Lo rincorsi e, raggiunto il suo passo, lo spintonai nuovamente, per fermare il suo passo.
- Cosa significa tutto questo?! Perché hai detto di averci visti nella mutazione?-.
- Perché è così!- gridò lui, esasperato. – Ora lasciami in pace!-.
- Non ci penso nemmeno. Dovrai spiegarmi tutto. È per questo che mi odi, perché mi hai vista nella Mutazione? Gally, ho bisogno di sapere cosa hai visto. Voglio sapere qualsiasi cosa su di me, sul mio passato.-
- Credimi, è meglio per te non sapere nulla. È questa la tua caspio di vita adesso, fattene una ragione!-.
- Voglio sapere perché mi detesti così tanto!- insistetti.
Il suo sguardo rabbioso si posò su di me, zittendomi ed interrompendo il mio moto, poiché nel frattempo lui aveva continuato a camminare ed io a seguirlo.

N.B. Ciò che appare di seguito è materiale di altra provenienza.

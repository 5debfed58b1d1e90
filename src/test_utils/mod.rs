//! Test helpers shared by unit tests, integration tests and benches

pub mod car_fixture;
pub mod mock_session;

pub use car_fixture::CarBuilder;
pub use mock_session::MockSession;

- Ora rispondi tu a qualche mia domanda, Pearl…- pronunciò il mio nome con un tale disprezzo che mi fece venire i brividi. – Ti è sembrato ch’io ti abbia perseguitata mai, da quando sei uscita da quella scatola? Che abbia cercato di parlarti? Ti è parso che io sia mai venuto a domandarti come mai tu mi abbia aggredito un secondo dopo essere arrivata?! Il perché di tutti quei tuoi sguardi di odio? Sì, mi pare di aver capito che ci detestiamo a vicenda, ma io non ti tormento per conoscere i tuoi fantasmi, quindi lasciami in pace!-.
- Gally, mi dispiace, non volevo davvero…è solo che…- non seppi come giustificarmi dinnanzi al suo ragionamento.

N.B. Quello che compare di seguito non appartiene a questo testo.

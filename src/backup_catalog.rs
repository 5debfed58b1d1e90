//! Backup catalog
//!
//! Discovers completed backups by scanning the immediate subdirectories of
//! the backup root for a parseable `metadata.json`. A directory without
//! valid metadata is logged and skipped, so one damaged backup never hides
//! the others.

use std::path::{Path, PathBuf};

use crate::backup::BackupError;
use crate::backup_common::{calculate_bytes_hash, is_safe_blob_id, log_and_skip_entry_err};
use crate::models::BackupRecord;
use crate::paths::{blob_file_name, ensure_backup_root, metadata_path};

/// A discovered backup and the directory it lives in
#[derive(Debug, Clone, PartialEq, Eq)]
pub struct CatalogEntry {
    pub dir: PathBuf,
    pub record: BackupRecord,
}

/// Outcome of re-hashing a backup archive
#[derive(Debug, Clone, PartialEq, Eq)]
pub enum ArchiveCheck {
    Valid,
    Mismatch { expected: String, actual: String },
    /// Record written before archive hashes were stored
    Unverifiable,
}

#[derive(Debug, Clone)]
pub struct BackupCatalog {
    root: PathBuf,
}

impl BackupCatalog {
    pub fn new(root: impl Into<PathBuf>) -> Self {
        Self { root: root.into() }
    }

    pub fn root(&self) -> &Path {
        &self.root
    }

    /// All valid backups, in directory discovery order.
    pub async fn list(&self) -> Result<Vec<BackupRecord>, BackupError> {
        Ok(self
            .entries()
            .await?
            .into_iter()
            .map(|entry| entry.record)
            .collect())
    }

    /// All valid backups, newest first.
    pub async fn list_sorted(&self) -> Result<Vec<BackupRecord>, BackupError> {
        let mut records = self.list().await?;
        records.sort_by(|a, b| b.timestamp.cmp(&a.timestamp));
        Ok(records)
    }

    /// Valid backups together with their directories.
    pub async fn entries(&self) -> Result<Vec<CatalogEntry>, BackupError> {
        ensure_backup_root(&self.root)
            .await
            .map_err(|source| BackupError::Catalog {
                path: self.root.clone(),
                source,
            })?;

        let mut dir = tokio::fs::read_dir(&self.root)
            .await
            .map_err(|source| BackupError::Catalog {
                path: self.root.clone(),
                source,
            })?;

        let mut entries = Vec::new();
        loop {
            let entry = match log_and_skip_entry_err(dir.next_entry().await) {
                Some(Some(entry)) => entry,
                // end of directory, or a read error that was already logged
                Some(None) | None => break,
            };

            let is_dir = match entry.file_type().await {
                Ok(file_type) => file_type.is_dir(),
                Err(e) => {
                    tracing::warn!(
                        "[Catalog] Cannot stat {}: {}",
                        entry.path().display(),
                        e
                    );
                    false
                }
            };
            if !is_dir {
                continue;
            }

            let path = entry.path();
            if let Some(record) = read_record(&path).await {
                entries.push(CatalogEntry { dir: path, record });
            }
        }

        tracing::debug!(
            "[Catalog] {} backups under {}",
            entries.len(),
            self.root.display()
        );
        Ok(entries)
    }

    /// Directory holding `record`, matched on `(timestamp, accountId)`.
    pub async fn find_dir(&self, record: &BackupRecord) -> Result<Option<PathBuf>, BackupError> {
        Ok(self
            .entries()
            .await?
            .into_iter()
            .find(|entry| entry.record.same_backup(record))
            .map(|entry| entry.dir))
    }

    /// Delete the directory of `record`. Returns `false` if no directory matches.
    pub async fn delete(&self, record: &BackupRecord) -> Result<bool, BackupError> {
        let Some(dir) = self.find_dir(record).await? else {
            tracing::warn!(
                "[Catalog] No backup directory matches {} @ {}",
                record.account_id,
                record.timestamp
            );
            return Ok(false);
        };

        tokio::fs::remove_dir_all(&dir)
            .await
            .map_err(|source| BackupError::Catalog {
                path: dir.clone(),
                source,
            })?;
        tracing::info!("[Catalog] Deleted backup {}", dir.display());
        Ok(true)
    }

    /// Raw bytes of blob `cid` stored with `record`.
    ///
    /// `Ok(None)` when the backup has a blob directory but not this blob.
    pub async fn read_blob(
        &self,
        record: &BackupRecord,
        cid: &str,
    ) -> Result<Option<Vec<u8>>, BackupError> {
        let blobs_dir = record
            .blobs_path
            .as_ref()
            .ok_or_else(|| BackupError::NoBlobs(record.archive_path.clone()))?;
        if !is_safe_blob_id(cid) {
            return Err(BackupError::InvalidBlobId(cid.to_string()));
        }

        let path = blobs_dir.join(blob_file_name(cid));
        match tokio::fs::read(&path).await {
            Ok(data) => Ok(Some(data)),
            Err(e) if e.kind() == std::io::ErrorKind::NotFound => Ok(None),
            Err(source) => Err(BackupError::Catalog { path, source }),
        }
    }

    /// Re-hash the archive of `record` and compare with the stored digest.
    pub async fn verify_archive(&self, record: &BackupRecord) -> Result<ArchiveCheck, BackupError> {
        let Some(expected) = record.archive_sha256.as_deref() else {
            return Ok(ArchiveCheck::Unverifiable);
        };

        let data = tokio::fs::read(&record.archive_path)
            .await
            .map_err(|source| BackupError::Catalog {
                path: record.archive_path.clone(),
                source,
            })?;
        let actual = calculate_bytes_hash(&data);

        if actual.eq_ignore_ascii_case(expected) {
            Ok(ArchiveCheck::Valid)
        } else {
            tracing::warn!(
                "[Catalog] Archive {} hash mismatch",
                record.archive_path.display()
            );
            Ok(ArchiveCheck::Mismatch {
                expected: expected.to_string(),
                actual,
            })
        }
    }
}

/// Parse `<dir>/metadata.json`, logging why a directory is skipped.
async fn read_record(dir: &Path) -> Option<BackupRecord> {
    let path = metadata_path(dir);
    let content = match tokio::fs::read_to_string(&path).await {
        Ok(content) => content,
        Err(e) => {
            tracing::debug!("[Catalog] Skipping {}: {}", dir.display(), e);
            return None;
        }
    };

    match serde_json::from_str::<BackupRecord>(&content) {
        Ok(record) => Some(record),
        Err(e) => {
            tracing::warn!("[Catalog] Skipping {}: invalid metadata: {}", dir.display(), e);
            None
        }
    }
}

#[cfg(test)]
mod tests {
    use super::*;
    use crate::models::{BackupKind, RepoStats};
    use assert_matches::assert_matches;
    use chrono::{DateTime, Utc};
    use std::collections::{BTreeMap, BTreeSet};
    use tempfile::TempDir;

    fn record(dir: &Path, did: &str, timestamp: &str) -> BackupRecord {
        let timestamp: DateTime<Utc> = timestamp.parse().unwrap();
        BackupRecord {
            account_id: did.to_string(),
            timestamp,
            backup_kind: BackupKind::FullRepo,
            archive_path: dir.join("repo.car"),
            blobs_path: None,
            blob_count: None,
            archive_sha256: None,
            stats: RepoStats {
                total_blocks: 0,
                total_size: 0,
                record_count: 0,
                record_types_by_tag: BTreeMap::new(),
                file_size_bytes: 0,
                collection_tags: BTreeSet::new(),
                created_at: timestamp,
            },
        }
    }

    fn write_backup(root: &Path, name: &str, did: &str, timestamp: &str) -> BackupRecord {
        let dir = root.join(name);
        std::fs::create_dir_all(&dir).unwrap();
        let record = record(&dir, did, timestamp);
        std::fs::write(&record.archive_path, b"car").unwrap();
        std::fs::write(
            dir.join("metadata.json"),
            serde_json::to_vec_pretty(&record).unwrap(),
        )
        .unwrap();
        record
    }

    #[tokio::test]
    async fn test_list_creates_missing_root() {
        let dir = TempDir::new().unwrap();
        let root = dir.path().join("ATBackup");
        let catalog = BackupCatalog::new(&root);

        assert!(catalog.list().await.unwrap().is_empty());
        assert!(root.is_dir());
    }

    #[tokio::test]
    async fn test_list_skips_damaged_directories_and_files() {
        let dir = TempDir::new().unwrap();
        let root = dir.path();
        write_backup(root, "2026-10-01_backup", "did:plc:a", "2026-10-01T10:00:00Z");
        std::fs::create_dir_all(root.join("no_metadata")).unwrap();
        std::fs::create_dir_all(root.join("corrupt")).unwrap();
        std::fs::write(root.join("corrupt").join("metadata.json"), "{ broken").unwrap();
        std::fs::write(root.join("stray.txt"), "not a backup").unwrap();

        let records = BackupCatalog::new(root).list().await.unwrap();
        assert_eq!(records.len(), 1);
        assert_eq!(records[0].account_id, "did:plc:a");
    }

    #[tokio::test]
    async fn test_list_sorted_is_newest_first() {
        let dir = TempDir::new().unwrap();
        let root = dir.path();
        write_backup(root, "b", "did:plc:a", "2026-10-02T10:00:00Z");
        write_backup(root, "c", "did:plc:a", "2026-10-03T10:00:00Z");
        write_backup(root, "a", "did:plc:a", "2026-10-01T10:00:00Z");

        let records = BackupCatalog::new(root).list_sorted().await.unwrap();
        let days: Vec<String> = records
            .iter()
            .map(|r| r.timestamp.format("%d").to_string())
            .collect();
        assert_eq!(days, vec!["03", "02", "01"]);
    }

    #[tokio::test]
    async fn test_find_dir_and_delete_match_timestamp_and_account() {
        let dir = TempDir::new().unwrap();
        let root = dir.path();
        let mine = write_backup(root, "one", "did:plc:a", "2026-10-01T10:00:00Z");
        let theirs = write_backup(root, "two", "did:plc:b", "2026-10-01T10:00:00Z");
        let catalog = BackupCatalog::new(root);

        assert_eq!(catalog.find_dir(&mine).await.unwrap(), Some(root.join("one")));
        assert!(catalog.delete(&mine).await.unwrap());
        assert!(!root.join("one").exists());
        assert!(root.join("two").exists());

        assert!(!catalog.delete(&mine).await.unwrap(), "already gone");
        assert_eq!(catalog.list().await.unwrap(), vec![theirs]);
    }

    #[tokio::test]
    async fn test_read_blob() {
        let dir = TempDir::new().unwrap();
        let root = dir.path();
        let mut rec = write_backup(root, "one", "did:plc:a", "2026-10-01T10:00:00Z");
        let catalog = BackupCatalog::new(root);

        assert_matches!(
            catalog.read_blob(&rec, "bafkreiaaaa").await,
            Err(BackupError::NoBlobs(_))
        );

        let blobs = root.join("one").join("blobs");
        std::fs::create_dir_all(&blobs).unwrap();
        std::fs::write(blobs.join("bafkreiaaaa.blob"), b"image bytes").unwrap();
        rec.blobs_path = Some(blobs);

        assert_eq!(
            catalog.read_blob(&rec, "bafkreiaaaa").await.unwrap(),
            Some(b"image bytes".to_vec())
        );
        assert_eq!(catalog.read_blob(&rec, "bafkreizzzz").await.unwrap(), None);
        assert_matches!(
            catalog.read_blob(&rec, "../metadata").await,
            Err(BackupError::InvalidBlobId(_))
        );
    }

    #[tokio::test]
    async fn test_verify_archive() {
        let dir = TempDir::new().unwrap();
        let root = dir.path();
        let mut rec = write_backup(root, "one", "did:plc:a", "2026-10-01T10:00:00Z");
        let catalog = BackupCatalog::new(root);

        assert_eq!(
            catalog.verify_archive(&rec).await.unwrap(),
            ArchiveCheck::Unverifiable
        );

        rec.archive_sha256 = Some(calculate_bytes_hash(b"car"));
        assert_eq!(catalog.verify_archive(&rec).await.unwrap(), ArchiveCheck::Valid);

        std::fs::write(&rec.archive_path, b"tampered").unwrap();
        assert_matches!(
            catalog.verify_archive(&rec).await.unwrap(),
            ArchiveCheck::Mismatch { .. }
        );
    }
}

Era vero: lui non mi aveva mai chiesto spiegazione alcuna riguardo il mio comportamento, ed ero stata io ad essere stata colta per prima da un moto di inspiegabile ira; ma per qualche strana ragione non riuscivo a fare a meno di domandarmi da dove provenisse questo sentimento ed ero quasi certa che Gally sapesse cose che io neanche immaginavo.
- Credimi, è molto meglio per te se mi stai lontana.- concluse lui.
Non seppi trattenerlo e quella fu la fine di ogni contatto fra noi due per le seguenti settimane. Gally mi lasciò così, con qualche idea in più sul mio passato ad occuparmi la testa, ma moltissimi cavilli da risolvere. Il mio problema era che non potevo farlo da sola e che Gally fu l’unico a darmi l’impressione di potermi aiutare, anche se qualcosa in me ancora mi faceva ribollire di rabbia ogni volta che lo vedevo; anche se avrei dovuto dare retta al suo consiglio spassionato e mettere da parte ogni sogno di uscire da questo posto.